Relearning how to mix waffle batter
As autumn transitions to winter, a fresh bag of flour beckons me to do more baking. I started my long lunch break this afternoon with another attempt at making waffles. I still have not figured out, for this batch of flour, the precise level of moisture to ensure that the batter will form a crispy outer layer and pull away cleanly from the iron.
Investing in the proper measuring device (kitchen scale) would greatly augment the imprecise observations of sight and touch that I currently rely upon when mixing the batter. With sight and touch alone, I am easily deceived into thinking that the batter is behaving like the last previously successful mix. But this "mixing bowl memory" is not yet adapted to the new batch of flour or to the humidity of the kitchen in these colder months. With every new season or new bag of flour, my mixing bowl memory has to be recalibrated.
Teaching the same class from one semester to the next has the potential for a similar miscalibration. I fall back on the examples and explanations that worked for last semester's students, only to find that the students this semester fail to respond with the same enthusiasm and engagement. By the time I refine the lessons based on a better understanding of the current students, we've already moved on to a new topic, and the temptation to reuse last semester's assignments on that topic is too hard to resist.
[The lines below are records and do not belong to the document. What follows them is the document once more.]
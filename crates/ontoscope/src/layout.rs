//! Layout assignment for the classes of the current scope.
//!
//! Classes are placed on a circle in the XZ plane:
//!
//! - no classes: nothing happens
//! - one class: it sits at the origin
//! - `n > 1` classes: evenly spaced on a circle of radius
//!   `max(min_circle_radius, n × spacing_per_class)`, starting on +X and
//!   following the order of the given identifiers
//!
//! Only the listed classes are moved; everything else keeps its position.

use std::f32::consts::TAU;

use log::{debug, trace};

use ontoscope_core::{geometry::Vec3, graph::EntityGraph, identifier::Id};

use crate::config::LayoutConfig;

/// Radius of the circle holding `count` classes.
pub fn circle_radius(count: usize, config: &LayoutConfig) -> f32 {
    config
        .min_circle_radius()
        .max(count as f32 * config.spacing_per_class())
}

/// Positions for `ids`, in order.
pub fn circle_positions(ids: &[Id], config: &LayoutConfig) -> Vec<(Id, Vec3)> {
    match ids {
        [] => Vec::new(),
        [only] => vec![(*only, Vec3::ZERO)],
        _ => {
            let radius = circle_radius(ids.len(), config);
            let step = TAU / ids.len() as f32;
            ids.iter()
                .enumerate()
                .map(|(i, &id)| {
                    let angle = step * i as f32;
                    (id, Vec3::new(radius * angle.cos(), 0.0, radius * angle.sin()))
                })
                .collect()
        }
    }
}

/// Assigns positions to the classes `in_scope` inside `graph`.
///
/// Identifiers that are not classes of `graph` are ignored.
pub fn assign_positions(graph: &mut EntityGraph, in_scope: &[Id], config: &LayoutConfig) {
    if in_scope.is_empty() {
        return;
    }

    for (id, position) in circle_positions(in_scope, config) {
        if let Some(class) = graph.class_mut(id) {
            trace!(id:% = id, position:? = position; "Placing class");
            class.set_position(position);
        }
    }
    debug!(classes = in_scope.len(), radius = circle_radius(in_scope.len(), config); "Layout assigned");
}


#[cfg(test)]
mod proptest_tests {
    use float_cmp::approx_eq;
    use proptest::prelude::*;

    use super::*;

    /// Every class sits on the circle, in the y = 0 plane.
    fn check_on_circle(count: usize) -> Result<(), TestCaseError> {
        let config = LayoutConfig::default();
        let ids: Vec<Id> = (0..count).map(|i| Id::new(&format!("prop:c{i}"))).collect();
        let radius = circle_radius(count, &config);

        for (_, position) in circle_positions(&ids, &config) {
            prop_assert!(approx_eq!(f32, position.length(), radius, epsilon = radius * 1e-4));
            prop_assert_eq!(position.y(), 0.0);
        }
        Ok(())
    }

    /// Neighbours are all the same distance apart.
    fn check_even_spacing(count: usize) -> Result<(), TestCaseError> {
        let config = LayoutConfig::default();
        let ids: Vec<Id> = (0..count).map(|i| Id::new(&format!("prop:c{i}"))).collect();
        let positions: Vec<Vec3> = circle_positions(&ids, &config)
            .into_iter()
            .map(|(_, p)| p)
            .collect();

        let expected = positions[0].distance(positions[1]);
        for pair in positions.windows(2) {
            let gap = pair[0].distance(pair[1]);
            prop_assert!(approx_eq!(f32, gap, expected, epsilon = expected * 1e-3));
        }
        Ok(())
    }

    proptest! {
        #[test]
        fn on_circle(count in 2usize..64) {
            check_on_circle(count)?;
        }

        #[test]
        fn even_spacing(count in 2usize..64) {
            check_even_spacing(count)?;
        }
    }
}
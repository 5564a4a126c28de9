//! Selection and hover state.
//!
//! The flags live on the entities of the published graph, but a graph is
//! replaced whole on every extraction pass. The [`SelectionTracker`]
//! remembers which keys are selected and which one is hovered, so the
//! state can be written back onto each fresh graph.

use indexmap::IndexSet;
use log::{debug, warn};

use ontoscope_core::{entity::EntityKey, graph::EntityGraph};

#[derive(Debug, Clone, Default)]
pub struct SelectionTracker {
    selected: IndexSet<EntityKey>,
    hovered: Option<EntityKey>,
}

impl SelectionTracker {
    pub fn new() -> Self {
        Self::default()
    }

    /// Selected keys, in selection order.
    pub fn selected(&self) -> &IndexSet<EntityKey> {
        &self.selected
    }

    pub fn hovered(&self) -> Option<EntityKey> {
        self.hovered
    }

    pub fn is_selected(&self, key: EntityKey) -> bool {
        self.selected.contains(&key)
    }

    /// Sets the selected flag of `key` in `graph`.
    ///
    /// Returns `true` only if the flag changed, i.e. the entity's visual
    /// handle needs a refresh. Unknown keys are logged and ignored.
    pub fn set_selected(&mut self, graph: &mut EntityGraph, key: EntityKey, value: bool) -> bool {
        match graph.set_selected(key, value) {
            None => {
                warn!(key:% = key; "Cannot change selection: no such entity");
                false
            }
            Some(changed) => {
                if value {
                    self.selected.insert(key);
                } else {
                    self.selected.shift_remove(&key);
                }
                if changed {
                    debug!(key:% = key, selected = value; "Selection changed");
                }
                changed
            }
        }
    }

    /// Moves the hover to `key`, or clears it with `None`.
    ///
    /// Returns the keys whose hovered flag changed: at most the previously
    /// and the newly hovered entity. A key missing from `graph` clears the
    /// hover.
    pub fn hover(&mut self, graph: &mut EntityGraph, key: Option<EntityKey>) -> Vec<EntityKey> {
        if key == self.hovered {
            return Vec::new();
        }

        let mut touched = Vec::with_capacity(2);
        if let Some(previous) = self.hovered.take() {
            if graph.set_hovered(previous, false) == Some(true) {
                touched.push(previous);
            }
        }

        if let Some(next) = key {
            match graph.set_hovered(next, true) {
                Some(changed) => {
                    self.hovered = Some(next);
                    if changed {
                        touched.push(next);
                    }
                }
                None => warn!(key:% = next; "Cannot hover: no such entity"),
            }
        }
        touched
    }

    /// Writes the remembered state onto a freshly published graph.
    ///
    /// Keys whose entity no longer exists are forgotten.
    pub fn reapply(&mut self, graph: &mut EntityGraph) {
        let before = self.selected.len();
        self.selected
            .retain(|key| graph.set_selected(*key, true).is_some());
        if self.selected.len() != before {
            debug!(dropped = before - self.selected.len(); "Forgot selection of vanished entities");
        }

        if let Some(key) = self.hovered {
            if graph.set_hovered(key, true).is_none() {
                debug!(key:% = key; "Hovered entity vanished");
                self.hovered = None;
            }
        }
    }
}
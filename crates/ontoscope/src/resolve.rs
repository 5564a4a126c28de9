//! Matching entity references against the currently visible classes.
//!
//! Relationship endpoints and interface owners are plain identifiers
//! discovered independently of the classes they point at. The [`Resolver`]
//! maps such a reference onto one visible class by trying an explicit,
//! ranked list of [`MatchStrategy`]s. The first strategy that finds any
//! candidate decides. When a strategy finds several candidates the match is
//! ambiguous: the lexicographically smallest identifier is taken and a
//! warning is logged, so results are reproducible.

use indexmap::IndexSet;
use log::{trace, warn};
use serde::Deserialize;

use ontoscope_core::identifier::{self, Id};

/// One way of matching a reference against a visible class identifier.
#[derive(Debug, Clone, Copy, PartialEq, Eq, Hash, Deserialize)]
#[serde(rename_all = "snake_case")]
pub enum MatchStrategy {
    /// Identical identifiers.
    Exact,
    /// Identifiers equal once one trailing `/` or `#` is dropped from each.
    TrailingSeparator,
    /// The reference's local name occurs inside the class identifier.
    LocalName,
}

/// The visible class a reference resolved to, and how.
#[derive(Debug, Clone, Copy, PartialEq, Eq)]
pub struct Resolution {
    id: Id,
    strategy: MatchStrategy,
}

impl Resolution {
    pub fn id(&self) -> Id {
        self.id
    }

    pub fn strategy(&self) -> MatchStrategy {
        self.strategy
    }
}

/// Ranked identifier matcher.
#[derive(Debug, Clone)]
pub struct Resolver {
    strategies: Vec<MatchStrategy>,
}

impl Resolver {
    pub fn new(strategies: &[MatchStrategy]) -> Self {
        Self {
            strategies: strategies.to_vec(),
        }
    }

    /// Resolves `reference` against `visible`, or `None` if no strategy
    /// matches.
    pub fn resolve(&self, reference: Id, visible: &IndexSet<Id>) -> Option<Resolution> {
        for &strategy in &self.strategies {
            let mut candidates = candidates(strategy, reference, visible);
            if candidates.is_empty() {
                continue;
            }

            candidates.sort_by(Id::cmp_lexical);
            let id = candidates[0];
            if candidates.len() > 1 {
                warn!(
                    reference:% = reference,
                    strategy:? = strategy,
                    candidates = candidates.len(),
                    chosen:% = id;
                    "Ambiguous identifier match, taking the lexicographically smallest"
                );
            } else if strategy != MatchStrategy::Exact {
                trace!(reference:% = reference, strategy:? = strategy, matched:% = id; "Fuzzy identifier match");
            }
            return Some(Resolution { id, strategy });
        }
        None
    }
}

impl Default for Resolver {
    fn default() -> Self {
        Self::new(&[
            MatchStrategy::Exact,
            MatchStrategy::TrailingSeparator,
            MatchStrategy::LocalName,
        ])
    }
}

fn candidates(strategy: MatchStrategy, reference: Id, visible: &IndexSet<Id>) -> Vec<Id> {
    match strategy {
        MatchStrategy::Exact => visible.get(&reference).copied().into_iter().collect(),
        MatchStrategy::TrailingSeparator => {
            let wanted = reference.with_str(|s| strip_one_separator(s).to_owned());
            visible
                .iter()
                .copied()
                .filter(|&id| id != reference)
                .filter(|id| id.with_str(|s| strip_one_separator(s) == wanted))
                .collect()
        }
        MatchStrategy::LocalName => {
            let local = reference.with_str(|s| identifier::local_name(s).to_owned());
            if local.is_empty() {
                return Vec::new();
            }
            visible
                .iter()
                .copied()
                .filter(|id| id.with_str(|s| s.contains(local.as_str())))
                .collect()
        }
    }
}

/// Matches a navigation target against the visible classes.
///
/// Stricter than [`Resolver::resolve`]: only an identical identifier, or a
/// bare local name equal to the local name of exactly one visible class,
/// is accepted. Partial and ambiguous names match nothing.
pub fn scope_target(reference: Id, visible: &IndexSet<Id>) -> Option<Id> {
    if visible.contains(&reference) {
        return Some(reference);
    }

    let local = reference.local_name();
    if local.is_empty() || reference != local.as_str() {
        return None;
    }

    let mut matches = visible.iter().copied().filter(|id| id.local_name() == local);
    match (matches.next(), matches.next()) {
        (Some(id), None) => Some(id),
        (Some(_), Some(_)) => {
            warn!(reference:% = reference; "Ambiguous local name, not entering");
            None
        }
        _ => None,
    }
}

fn strip_one_separator(s: &str) -> &str {
    s.strip_suffix(['/', '#']).unwrap_or(s)
}

#[cfg(test)]
mod tests {
    use super::*;

    fn visible(ids: &[&str]) -> IndexSet<Id> {
        ids.iter().map(|id| Id::new(id)).collect()
    }

    #[test]
    fn test_exact_match_wins() {
        let set = visible(&["http://r.org/Person", "http://r.org/other/Person"]);
        let resolution = Resolver::default()
            .resolve(Id::new("http://r.org/Person"), &set)
            .expect("resolves");

        assert_eq!(resolution.id(), "http://r.org/Person");
        assert_eq!(resolution.strategy(), MatchStrategy::Exact);
    }

    #[test]
    fn test_trailing_separator_match() {
        let set = visible(&["http://r.org/Place"]);
        let resolution = Resolver::default()
            .resolve(Id::new("http://r.org/Place/"), &set)
            .expect("resolves");

        assert_eq!(resolution.id(), "http://r.org/Place");
        assert_eq!(resolution.strategy(), MatchStrategy::TrailingSeparator);
    }

    #[test]
    fn test_trailing_separator_both_directions() {
        let set = visible(&["http://r.org/Thing#"]);
        let resolution = Resolver::default()
            .resolve(Id::new("http://r.org/Thing"), &set)
            .expect("resolves");

        assert_eq!(resolution.id(), "http://r.org/Thing#");
    }

    #[test]
    fn test_local_name_fallback() {
        let set = visible(&["http://r.org/model#Vehicle"]);
        let resolution = Resolver::default()
            .resolve(Id::new("urn:other:Vehicle"), &set)
            .expect("resolves");

        assert_eq!(resolution.id(), "http://r.org/model#Vehicle");
        assert_eq!(resolution.strategy(), MatchStrategy::LocalName);
    }

    #[test]
    fn test_local_name_collision_is_deterministic() {
        let first = visible(&["urn:z:Car", "urn:a:Car", "urn:m:Car"]);
        let second = visible(&["urn:m:Car", "urn:z:Car", "urn:a:Car"]);
        let resolver = Resolver::default();

        let a = resolver.resolve(Id::new("urn:q:Car"), &first).expect("resolves");
        let b = resolver.resolve(Id::new("urn:q:Car"), &second).expect("resolves");

        assert_eq!(a.id(), "urn:a:Car");
        assert_eq!(a, b);
    }

    #[test]
    fn test_strict_resolver_skips_fuzzy() {
        let set = visible(&["http://r.org/Place"]);
        let resolver = Resolver::new(&[MatchStrategy::Exact]);

        assert!(resolver.resolve(Id::new("http://r.org/Place/"), &set).is_none());
    }

    #[test]
    fn test_no_match() {
        let set = visible(&["urn:x:Alpha"]);
        assert!(Resolver::default().resolve(Id::new("urn:x:Beta"), &set).is_none());
        assert!(Resolver::default().resolve(Id::new("urn:x:Beta"), &IndexSet::new()).is_none());
    }

    #[test]
    fn test_scope_target_exact_and_bare_local_name() {
        let set = visible(&["zoo:Animal", "zoo:Plant"]);

        assert_eq!(scope_target(Id::new("zoo:Animal"), &set), Some(Id::new("zoo:Animal")));
        assert_eq!(scope_target(Id::new("Plant"), &set), Some(Id::new("zoo:Plant")));
    }

    #[test]
    fn test_scope_target_rejects_partial_names() {
        let set = visible(&["zoo:Animal"]);

        assert_eq!(scope_target(Id::new("zoo:Anim"), &set), None);
        assert_eq!(scope_target(Id::new("a"), &set), None);
        assert_eq!(scope_target(Id::new("Anim"), &set), None);
        assert_eq!(scope_target(Id::new("other:Animal"), &set), None);
    }

    #[test]
    fn test_scope_target_rejects_ambiguous_local_name() {
        let set = visible(&["urn:a:Car", "urn:b:Car"]);

        assert_eq!(scope_target(Id::new("Car"), &set), None);
        assert_eq!(scope_target(Id::new("urn:b:Car"), &set), Some(Id::new("urn:b:Car")));
    }
}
In between classes this morning I commiserated with my colleague in the computer science department about the backlog of student papers we still had to evaluate. Without the help of teaching assistants, we spend most of our time giving feedback, which leaves little time for creating new assignments. The stale assignments (some dating back to the dawn of our teaching careers) will probably spark a different reaction from our current students than the reaction they sparked in previous classes (when those hand-crafted examples were fresh for both the instructor and the students). Coming up with new assignments each semester is what we owe to our students, no less than I owe it to consumers of my waffles to figure out the right amount of milk and yogurt that will yield a perfect crumb and a clean separation from the waffle iron.